A new kind of antifungal drug acts a little like a siege tower, sidling up to the fortifications of infectious organisms, encouraging otherwise reluctant combatants to join the fight. Instead of a stone wall, the antifungal drug encounters the cell wall of a fungus. Instead of archers or spearmen, the drug rallies endogenous antibodies. Ultimately, drugs of this kind, which are called antibody-recruiting molecules targeting fungi (ARM-Fs), mediate engulfment and phagocytosis of the targeted organism. The castle, swarmed by antibodies, brought to the attention of immune cells, and beset on all sides, ultimately falls.
Details about the ARM-Fs appeared September 11 in the journal Angewandte Chemie, in an article entitled “Neutralization of Pathogenic Fungi with Small-Molecule Immunotherapeutics.” The article describes how a team of Yale scientists designed, synthesized, and evaluated the antifungal action of the ARM-Fs, which represent a new class of bifunctional molecule.

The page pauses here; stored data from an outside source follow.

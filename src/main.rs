use std::process::ExitCode;

use content_keymap::cli::CommandLineInterface;
use tracing_subscriber::EnvFilter;

fn main() -> ExitCode {
    let command_line_interface = CommandLineInterface::load();

    // RUST_LOG wins over -v
    let level = match command_line_interface.verbose {
        0 => "warn",
        1 => "info",
        2 => "debug",
        _ => "trace",
    };
    let filter = EnvFilter::try_from_default_env().unwrap_or_else(|_| EnvFilter::new(level));
    tracing_subscriber::fmt()
        .with_env_filter(filter)
        .with_target(false)
        .with_writer(std::io::stderr)
        .init();

    match command_line_interface.run() {
        Ok(code) => ExitCode::from(code),
        Err(error) => {
            tracing::error!("{error:#}");
            ExitCode::from(1)
        }
    }
}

“Our approach relies on the use of non-peptidic small molecules, which selectively bind fungal cells and recruit endogenous antibodies to their surfaces, resulting in immune-mediated clearance,” wrote the article’s authors. “Using the opportunistic fungal pathogen Candida albicans as a model, we identified a highly specific bifunctional molecule able to mediate the engulfment and phagocytosis of C. albicans cells by human immune cells in biologically relevant functional assays.”
The discovery offers a potential new therapeutic approach to treating fungal illnesses that affect thousands of people each year, including patients whose immune systems are compromised by organ transplants, cancer treatment, and human immunodeficiency virus (HIV) infections.
“Because we're using the human immune system as the effector arm, this strategy is incredibly versatile,” said David Spiegel, M.D., the article’s senior author and a Yale chemistry and pharmacology professor. “It is the first time we've shown this strategy can work in treating a fungal disease.”
Over the past decade, Dr. Spiegel's laboratory has explored small-molecule approaches to treating a range of diseases, including cancer and HIV. Not only are such molecules effective against drug-resistant strains of diseases, Dr. Spiegel noted, they also may be used in combination with existing treatments.
“The possibility of a molecule like ours synergizing with existing fungal agents has tremendous potential,” Dr. Spiegel asserted.
“Systemic fungal infections represent an important public health concern, and new antifungal agents are highly desirable,” the Angewandte Chemie article stated. “This work represents a novel therapeutic approach to treating fungal illness with significant potential to complement and/or combine with existing treatment strategies.”